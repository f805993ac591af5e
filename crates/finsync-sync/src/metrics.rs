use prometheus_client::encoding::{EncodeLabelSet, EncodeLabelValue};
use prometheus_client::metrics::counter::Counter;
use prometheus_client::metrics::family::Family;
use prometheus_client::metrics::histogram::{exponential_buckets, Histogram};
use prometheus_client::registry::Registry;

#[derive(Clone, Debug, Hash, PartialEq, Eq, EncodeLabelValue)]
pub enum JobOutcome {
    Success,
    Error,
    Timeout,
    Cancelled,
}

#[derive(Clone, Debug, Hash, PartialEq, Eq, EncodeLabelSet)]
pub struct JobLabels {
    pub kind: String,
}

#[derive(Clone, Debug, Hash, PartialEq, Eq, EncodeLabelSet)]
pub struct OutcomeLabels {
    pub kind: String,
    pub outcome: JobOutcome,
}

fn job_duration_histogram() -> Histogram {
    // 50ms .. ~200s
    Histogram::new(exponential_buckets(0.05, 2.0, 13))
}

/// Worker pool instrumentation. Cloning shares the underlying series.
#[derive(Clone, Debug)]
pub struct PoolMetrics {
    pub job_duration_seconds: Family<JobLabels, Histogram>,
    pub jobs_total: Family<OutcomeLabels, Counter>,
    pub queue_dropped_total: Counter,
}

impl Default for PoolMetrics {
    fn default() -> Self {
        Self {
            job_duration_seconds: Family::new_with_constructor(job_duration_histogram),
            jobs_total: Family::default(),
            queue_dropped_total: Counter::default(),
        }
    }
}

impl PoolMetrics {
    pub fn new() -> Self {
        Self::default()
    }

    pub fn register(&self, registry: &mut Registry) {
        let sub_registry = registry.sub_registry_with_prefix("finsync");
        sub_registry.register(
            "job_duration_seconds",
            "Wall time of one pool job",
            self.job_duration_seconds.clone(),
        );
        sub_registry.register(
            "jobs",
            "Pool jobs by kind and outcome",
            self.jobs_total.clone(),
        );
        sub_registry.register(
            "queue_dropped",
            "Jobs rejected because the queue was full",
            self.queue_dropped_total.clone(),
        );
    }

    pub fn observe_job(&self, kind: &str, outcome: JobOutcome, seconds: f64) {
        self.job_duration_seconds
            .get_or_create(&JobLabels {
                kind: kind.to_string(),
            })
            .observe(seconds);
        self.jobs_total
            .get_or_create(&OutcomeLabels {
                kind: kind.to_string(),
                outcome,
            })
            .inc();
    }

    pub fn jobs_with_outcome(&self, kind: &str, outcome: JobOutcome) -> u64 {
        self.jobs_total
            .get_or_create(&OutcomeLabels {
                kind: kind.to_string(),
                outcome,
            })
            .get()
    }
}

_Exercise details_: The full listing, repeated exactly, is the expected answer.

_Answer to this problem_:
repository f805993ac591af5e
filename crates/finsync-sync/src/metrics.rs
use prometheus_client::encoding::{EncodeLabelSet, EncodeLabelValue};
use prometheus_client::metrics::counter::Counter;
use prometheus_client::metrics::family::Family;
use prometheus_client::metrics::histogram::{exponential_buckets, Histogram};
use prometheus_client::registry::Registry;

#[derive(Clone, Debug, Hash, PartialEq, Eq, EncodeLabelValue)]
pub enum JobOutcome {
    Success,
    Error,
    Timeout,
    Cancelled,
}

#[derive(Clone, Debug, Hash, PartialEq, Eq, EncodeLabelSet)]
pub struct JobLabels {
    pub kind: String,
}

#[derive(Clone, Debug, Hash, PartialEq, Eq, EncodeLabelSet)]
pub struct OutcomeLabels {
    pub kind: String,
    pub outcome: JobOutcome,
}

fn job_duration_histogram() -> Histogram {
    // 50ms .. ~200s
    Histogram::new(exponential_buckets(0.05, 2.0, 13))
}

/// Worker pool instrumentation. Cloning shares the underlying series.
#[derive(Clone, Debug)]
pub struct PoolMetrics {
    pub job_duration_seconds: Family<JobLabels, Histogram>,
    pub jobs_total: Family<OutcomeLabels, Counter>,
    pub queue_dropped_total: Counter,
}

impl Default for PoolMetrics {
    fn default() -> Self {
        Self {
            job_duration_seconds: Family::new_with_constructor(job_duration_histogram),
            jobs_total: Family::default(),
            queue_dropped_total: Counter::default(),
        }
    }
}

impl PoolMetrics {
    pub fn new() -> Self {
        Self::default()
    }

    pub fn register(&self, registry: &mut Registry) {
        let sub_registry = registry.sub_registry_with_prefix("finsync");
        sub_registry.register(
            "job_duration_seconds",
            "Wall time of one pool job",
            self.job_duration_seconds.clone(),
        );
        sub_registry.register(
            "jobs",
            "Pool jobs by kind and outcome",
            self.jobs_total.clone(),
        );
        sub_registry.register(
            "queue_dropped",
            "Jobs rejected because the queue was full",
            self.queue_dropped_total.clone(),
        );
    }

    pub fn observe_job(&self, kind: &str, outcome: JobOutcome, seconds: f64) {
        self.job_duration_seconds
            .get_or_create(&JobLabels {
                kind: kind.to_string(),
            })
            .observe(seconds);
        self.jobs_total
            .get_or_create(&OutcomeLabels {
                kind: kind.to_string(),
                outcome,
            })
            .inc();
    }

    pub fn jobs_with_outcome(&self, kind: &str, outcome: JobOutcome) -> u64 {
        self.jobs_total
            .get_or_create(&OutcomeLabels {
                kind: kind.to_string(),
                outcome,
            })
            .get()
    }
}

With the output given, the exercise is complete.